Ask HN: What is a CTO's responsibility when a startup prepares for exit? - steone
======
devd
Depends on the size of the startup & the acquirer and the role that you
played. Usually:

\- Prepare a master presentation explaining the architecture, infrastructure,
security, usage stats among other things. You will have to present this to
different stakeholders (CTO, CIO, VP of Engineering, Product Management) - so
keep it generic, but be prepared to dive into specific topics depending upon
the audience.

\- Get documentation in order. Design documents, Use cases, processes, all
services used along with cost per month/year

\- Get Copyright issues in order. Ensure that you are in compliant with
licenses of all components that you are using. You should have a document
assigning copyright to the company from all employees and contractors.

\- Be prepared for a code review.

------
pandemicsyn
Make sure you're technical house is in order. If you're selling/changing
ownership make sure access to systems/services are documented.

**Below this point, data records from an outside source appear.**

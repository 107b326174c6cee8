/// Client core for a remote chest X-ray detection service.
///
/// - `preprocess`: letterbox arbitrary images into the fixed square model input
/// - `postprocess`: map boxes between model-input, original-image and display space
/// - `service`: single-flight, cancellable requests with retry while the model warms up
/// - `fallback`: synthetic detections with the same contract when the backend is missing
/// - `palette`: class-to-color table

pub mod config;
pub mod error;
pub mod fallback;
pub mod palette;
pub mod postprocess;
pub mod preprocess;
pub mod service;

pub use config::Config;
pub use error::AppError;
pub use postprocess::{Detection, DisplayContext, ImageSize, PredictionResult};
pub use preprocess::LetterboxMetadata;
pub use service::{ModelServiceClient, Outcome, PredictOutcome, RequestCategory};
/// Error types for the prediction client.
///
/// Cancellation is not an error: a superseded request settles as
/// `Outcome::Cancelled`, never as an `AppError`.

use thiserror::Error;

/// Marker the service puts in its error body when the inference backend is not installed.
pub const CAPABILITY_MISSING_MARKER: &str = "PyTorch is not installed";

#[derive(Debug, Error)]
pub enum AppError {
    #[error("Image decode error: {0}")]
    ImageDecode(String),

    #[error("Image encode error: {0}")]
    Encode(String),

    #[error("Service still unavailable after {attempts} attempts: {message}")]
    TransientServiceUnavailable { attempts: u32, message: String },

    #[error("Service error ({status}): {body}")]
    Service { status: u16, body: String },

    #[error("Network error: {0}")]
    Network(String),

    #[error("Invalid response: {0}")]
    InvalidResponse(String),

    #[error("Configuration error: {0}")]
    Config(String),

    #[error("IO error: {0}")]
    Io(String),
}

impl AppError {
    /// True when the service reported that it lacks the inference backend entirely.
    ///
    /// This is the only condition that should route a prediction to the fallback predictor.
    pub fn is_capability_missing(&self) -> bool {
        match self {
            AppError::Service { body, .. } => service_error_text(body)
                .map(|text| text.contains(CAPABILITY_MISSING_MARKER))
                .unwrap_or_else(|| body.contains(CAPABILITY_MISSING_MARKER)),
            _ => false,
        }
    }

    pub fn is_retryable(&self) -> bool {
        matches!(self, AppError::TransientServiceUnavailable { .. })
    }

    pub fn is_network(&self) -> bool {
        matches!(self, AppError::Network(_))
    }
}

/// Extract the `error` field from a JSON error body, if the body is JSON.
pub fn service_error_text(body: &str) -> Option<String> {
    serde_json::from_str::<serde_json::Value>(body)
        .ok()?
        .get("error")?
        .as_str()
        .map(str::to_string)
}

impl From<reqwest::Error> for AppError {
    fn from(err: reqwest::Error) -> Self {
        if err.is_decode() {
            AppError::InvalidResponse(format!("{err}"))
        } else {
            AppError::Network(format!("{err}"))
        }
    }
}

impl From<std::io::Error> for AppError {
    fn from(err: std::io::Error) -> Self {
        AppError::Io(format!("{err}"))
    }
}

#[cfg(test)]
mod tests {
    use super::*;

    #[test]
    fn capability_marker_is_read_from_json_error_field() {
        let err = AppError::Service {
            status: 500,
            body: r#"{"error":"PyTorch is not installed on the server.","fix":"pip install"}"#.to_string(),
        };
        assert!(err.is_capability_missing());
        assert!(!err.is_retryable());
    }

    #[test]
    fn plain_text_body_still_matches_marker() {
        let err = AppError::Service {
            status: 500,
            body: "PyTorch is not installed".to_string(),
        };
        assert!(err.is_capability_missing());
    }

    #[test]
    fn other_failures_do_not_trigger_fallback() {
        let err = AppError::Service {
            status: 500,
            body: r#"{"error":"Failed to process image"}"#.to_string(),
        };
        assert!(!err.is_capability_missing());
        assert!(!AppError::Network("connection refused".into()).is_capability_missing());
        assert!(AppError::TransientServiceUnavailable {
            attempts: 4,
            message: "loading".into()
        }
        .is_retryable());
    }
}
/// Single-flight request orchestration with cancellation and fixed-delay retry.
///
/// One slot per `RequestCategory`. Starting an operation replaces (and cancels) whatever occupied
/// its slot; settling clears the slot only if it still belongs to that operation. Cancellation drops
/// the in-flight `reqwest` future, which aborts the underlying connection.

use crate::error::{service_error_text, AppError};
use reqwest::RequestBuilder;
use serde::de::DeserializeOwned;
use std::collections::HashMap;
use std::fmt;
use std::future::Future;
use std::sync::atomic::{AtomicU64, Ordering};
use std::sync::{Mutex, MutexGuard};
use std::time::Duration;
use tokio::sync::watch;
use tracing::{debug, info, warn};

pub const SERVICE_UNAVAILABLE: u16 = 503;

#[derive(Debug, Clone, Copy, PartialEq, Eq, Hash)]
pub enum RequestCategory {
    Status,
    Predict,
}

impl RequestCategory {
    pub const ALL: [RequestCategory; 2] = [RequestCategory::Status, RequestCategory::Predict];

    pub fn as_str(&self) -> &'static str {
        match self {
            RequestCategory::Status => "status",
            RequestCategory::Predict => "predict",
        }
    }
}

impl fmt::Display for RequestCategory {
    fn fmt(&self, f: &mut fmt::Formatter<'_>) -> fmt::Result {
        f.write_str(self.as_str())
    }
}

/// Retry on one specific status with a constant delay; the service's warm-up time is roughly fixed.
#[derive(Debug, Clone)]
pub struct RetryPolicy {
    pub max_retries: u32,
    pub retryable_status: u16,
    pub retry_delay: Duration,
}

impl RetryPolicy {
    pub fn new(max_retries: u32, retry_delay: Duration) -> Self {
        Self {
            max_retries,
            retryable_status: SERVICE_UNAVAILABLE,
            retry_delay,
        }
    }

    pub fn none() -> Self {
        Self::new(0, Duration::ZERO)
    }

    /// First attempt plus retries.
    pub fn max_attempts(&self) -> u32 {
        self.max_retries.saturating_add(1)
    }
}

impl Default for RetryPolicy {
    fn default() -> Self {
        Self::new(3, Duration::from_millis(2000))
    }
}

/// Result of an operation that was not a failure.
#[derive(Debug, Clone, PartialEq)]
pub enum Outcome<T> {
    Completed(T),
    /// Superseded or explicitly cancelled; not an error.
    Cancelled,
}

impl<T> Outcome<T> {
    pub fn is_cancelled(&self) -> bool {
        matches!(self, Outcome::Cancelled)
    }

    pub fn completed(self) -> Option<T> {
        match self {
            Outcome::Completed(value) => Some(value),
            Outcome::Cancelled => None,
        }
    }

    pub fn map<U, F: FnOnce(T) -> U>(self, f: F) -> Outcome<U> {
        match self {
            Outcome::Completed(value) => Outcome::Completed(f(value)),
            Outcome::Cancelled => Outcome::Cancelled,
        }
    }
}

/// Receiving side of a slot's cancellation signal.
pub struct CancelToken {
    rx: watch::Receiver<bool>,
}

impl CancelToken {
    pub fn is_cancelled(&self) -> bool {
        *self.rx.borrow() || self.rx.has_changed().is_err()
    }

    /// Resolves once cancelled. A dropped sender counts as cancelled.
    pub async fn cancelled(&mut self) {
        let _ = self.rx.wait_for(|cancelled| *cancelled).await;
    }

    /// Drive `fut` unless cancellation arrives first, in which case `fut` is dropped.
    pub async fn run<F: Future>(&mut self, fut: F) -> Option<F::Output> {
        tokio::select! {
            biased;
            _ = self.cancelled() => None,
            out = fut => Some(out),
        }
    }
}

struct Slot {
    id: u64,
    cancel: watch::Sender<bool>,
}

#[derive(Default)]
pub struct Orchestrator {
    slots: Mutex<HashMap<RequestCategory, Slot>>,
    next_id: AtomicU64,
}

impl Orchestrator {
    pub fn new() -> Self {
        Self::default()
    }

    fn lock_slots(&self) -> MutexGuard<'_, HashMap<RequestCategory, Slot>> {
        // A panic while holding the lock cannot leave the map half-updated
        self.slots.lock().unwrap_or_else(|poisoned| poisoned.into_inner())
    }

    /// Claim the slot for `category`, cancelling any operation already in it.
    pub fn start(&self, category: RequestCategory) -> Operation<'_> {
        let (tx, rx) = watch::channel(false);
        let id = self.next_id.fetch_add(1, Ordering::Relaxed);

        let previous = self.lock_slots().insert(category, Slot { id, cancel: tx });
        if let Some(previous) = previous {
            let _ = previous.cancel.send(true);
            info!(%category, superseded = previous.id, by = id, "Superseding in-flight request");
        }

        Operation {
            orchestrator: self,
            category,
            id,
            token: CancelToken { rx },
        }
    }

    /// Cancel one category, or every category when `None`. Cancelling an empty slot is a no-op.
    pub fn cancel(&self, category: Option<RequestCategory>) {
        let removed: Vec<(RequestCategory, Slot)> = {
            let mut slots = self.lock_slots();
            match category {
                Some(category) => slots.remove(&category).map(|slot| (category, slot)).into_iter().collect(),
                None => slots.drain().collect(),
            }
        };

        for (category, slot) in removed {
            let _ = slot.cancel.send(true);
            info!(%category, id = slot.id, "Cancelled request");
        }
    }

    pub fn is_in_flight(&self, category: RequestCategory) -> bool {
        self.lock_slots().contains_key(&category)
    }

    fn settle(&self, category: RequestCategory, id: u64) {
        let mut slots = self.lock_slots();
        if slots.get(&category).map(|slot| slot.id) == Some(id) {
            slots.remove(&category);
        }
    }

    /// Start an operation in `category` and send one logical request through it.
    pub async fn execute<T, F>(
        &self,
        category: RequestCategory,
        policy: &RetryPolicy,
        build: F,
    ) -> Result<Outcome<T>, AppError>
    where
        T: DeserializeOwned,
        F: FnMut() -> Result<RequestBuilder, AppError>,
    {
        let mut operation = self.start(category);
        operation.send(policy, build).await
    }
}

/// An operation holding its category slot. The slot is released when this is dropped.
pub struct Operation<'a> {
    orchestrator: &'a Orchestrator,
    category: RequestCategory,
    id: u64,
    token: CancelToken,
}

impl Operation<'_> {
    pub fn category(&self) -> RequestCategory {
        self.category
    }

    pub fn is_cancelled(&self) -> bool {
        self.token.is_cancelled()
    }

    /// Run a non-HTTP step (e.g. preprocessing) under this operation's cancellation.
    pub async fn run<F: Future>(&mut self, fut: F) -> Option<F::Output> {
        self.token.run(fut).await
    }

    /// Send the request produced by `build`, retrying on the policy's status.
    ///
    /// `build` is called once per attempt because multipart bodies cannot be replayed.
    pub async fn send<T, F>(&mut self, policy: &RetryPolicy, mut build: F) -> Result<Outcome<T>, AppError>
    where
        T: DeserializeOwned,
        F: FnMut() -> Result<RequestBuilder, AppError>,
    {
        let category = self.category;
        let mut attempt: u32 = 0;

        loop {
            if self.token.is_cancelled() {
                return Ok(Outcome::Cancelled);
            }

            let request = build()?;
            debug!(%category, attempt = attempt.saturating_add(1), of = policy.max_attempts(), "Sending request");

            let response = match self.token.run(request.send()).await {
                Some(response) => response?,
                None => {
                    info!(%category, "Request cancelled in flight");
                    return Ok(Outcome::Cancelled);
                }
            };

            let status = response.status().as_u16();

            if status == policy.retryable_status {
                let Some(body) = self.token.run(response.text()).await else {
                    return Ok(Outcome::Cancelled);
                };
                let body = error_body_or_placeholder(category, status, body);
                let message = service_error_text(&body).unwrap_or(body);

                if attempt < policy.max_retries {
                    warn!(
                        %category,
                        retry = attempt + 1,
                        max_retries = policy.max_retries,
                        delay_ms = policy.retry_delay.as_millis() as u64,
                        "Service unavailable ({message}), retrying"
                    );
                    if self.token.run(tokio::time::sleep(policy.retry_delay)).await.is_none() {
                        info!(%category, "Request cancelled during retry delay");
                        return Ok(Outcome::Cancelled);
                    }
                    attempt += 1;
                    continue;
                }

                return Err(AppError::TransientServiceUnavailable {
                    attempts: attempt.saturating_add(1),
                    message,
                });
            }

            if !(200..300).contains(&status) {
                let Some(body) = self.token.run(response.text()).await else {
                    return Ok(Outcome::Cancelled);
                };
                let body = error_body_or_placeholder(category, status, body);
                warn!(%category, status, "Service returned an error");
                return Err(AppError::Service { status, body });
            }

            let Some(bytes) = self.token.run(response.bytes()).await else {
                return Ok(Outcome::Cancelled);
            };
            let bytes = bytes?;

            // A response that lands after supersession is discarded
            if self.token.is_cancelled() {
                return Ok(Outcome::Cancelled);
            }

            let payload = serde_json::from_slice::<T>(&bytes)
                .map_err(|e| AppError::InvalidResponse(format!("{category} response: {e}")))?;

            debug!(%category, attempts = attempt.saturating_add(1), "Request completed");
            return Ok(Outcome::Completed(payload));
        }
    }
}

/// The status decides what happens next; an unreadable error body is logged and described instead.
fn error_body_or_placeholder<E: fmt::Display>(category: RequestCategory, status: u16, body: Result<String, E>) -> String {
    match body {
        Ok(body) => body,
        Err(e) => {
            warn!(%category, status, "Failed to read error response body: {e}");
            format!("<unreadable response body: {e}>")
        }
    }
}

impl Drop for Operation<'_> {
    fn drop(&mut self) {
        self.orchestrator.settle(self.category, self.id);
    }
}

#[cfg(test)]
mod tests {
    use super::*;

    #[test]
    fn starting_twice_cancels_the_first() {
        let orchestrator = Orchestrator::new();
        let first = orchestrator.start(RequestCategory::Predict);
        assert!(!first.is_cancelled());

        let second = orchestrator.start(RequestCategory::Predict);
        assert!(first.is_cancelled());
        assert!(!second.is_cancelled());

        // The superseded operation must not free the newer one's slot
        drop(first);
        assert!(orchestrator.is_in_flight(RequestCategory::Predict));
        drop(second);
        assert!(!orchestrator.is_in_flight(RequestCategory::Predict));
    }

    #[test]
    fn categories_are_independent() {
        let orchestrator = Orchestrator::new();
        let status = orchestrator.start(RequestCategory::Status);
        let predict = orchestrator.start(RequestCategory::Predict);

        orchestrator.cancel(Some(RequestCategory::Predict));
        assert!(predict.is_cancelled());
        assert!(!status.is_cancelled());
        assert!(orchestrator.is_in_flight(RequestCategory::Status));
    }

    #[test]
    fn cancel_all_clears_every_slot_and_is_idempotent() {
        let orchestrator = Orchestrator::new();
        let status = orchestrator.start(RequestCategory::Status);
        let predict = orchestrator.start(RequestCategory::Predict);

        orchestrator.cancel(None);
        orchestrator.cancel(None);
        orchestrator.cancel(Some(RequestCategory::Status));

        assert!(status.is_cancelled());
        assert!(predict.is_cancelled());
        for category in RequestCategory::ALL {
            assert!(!orchestrator.is_in_flight(category));
        }
    }

    #[tokio::test]
    async fn cancellation_interrupts_a_running_step() {
        let orchestrator = Orchestrator::new();
        let mut operation = orchestrator.start(RequestCategory::Predict);

        let (result, _) = tokio::join!(
            operation.run(tokio::time::sleep(Duration::from_secs(30))),
            async {
                tokio::time::sleep(Duration::from_millis(10)).await;
                orchestrator.cancel(Some(RequestCategory::Predict));
            }
        );
        assert!(result.is_none());
    }

    #[test]
    fn attempt_count_saturates() {
        assert_eq!(RetryPolicy::default().max_attempts(), 4);
        assert_eq!(RetryPolicy::none().max_attempts(), 1);
        assert_eq!(RetryPolicy::new(u32::MAX, Duration::ZERO).max_attempts(), u32::MAX);
    }

    #[test]
    fn unreadable_error_body_is_described() {
        let ok: Result<String, std::io::Error> = Ok("{\"error\":\"loading\"}".to_string());
        assert_eq!(error_body_or_placeholder(RequestCategory::Predict, 503, ok), "{\"error\":\"loading\"}");

        let broken: Result<String, std::io::Error> =
            Err(std::io::Error::new(std::io::ErrorKind::UnexpectedEof, "connection closed mid-body"));
        let text = error_body_or_placeholder(RequestCategory::Predict, 503, broken);
        assert_eq!(text, "<unreadable response body: connection closed mid-body>");
        assert_eq!(service_error_text(&text), None);
    }

    #[test]
    fn outcome_helpers() {
        let done: Outcome<u32> = Outcome::Completed(2);
        assert_eq!(done.clone().map(|v| v * 2), Outcome::Completed(4));
        assert_eq!(done.completed(), Some(2));
        assert!(Outcome::<u32>::Cancelled.is_cancelled());
    }
}
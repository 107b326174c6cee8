/// Remote inference service: request orchestration, wire types and the high-level client.

pub mod client;
pub mod orchestrator;
pub mod wire;

pub use client::{ModelServiceClient, PredictOutcome};
pub use orchestrator::{CancelToken, Operation, Orchestrator, Outcome, RequestCategory, RetryPolicy};
pub use wire::{ModelStatus, PredictResponse, WirePrediction};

While you're at
it, make sure you're not paying for stale services or over paying on existing
services and infrastructure.

------
j45
Ensure a proper and complete master flowchart is in place of the entire
business, for each step in the flow chart that a document is attached to it to
explain each area, or step itself. Incoming team will have a starting point to
keep busy. I tend to use confluence + gliffy for an integrated wiki and
diagram, it's highly productive and easy enough to use and maintain.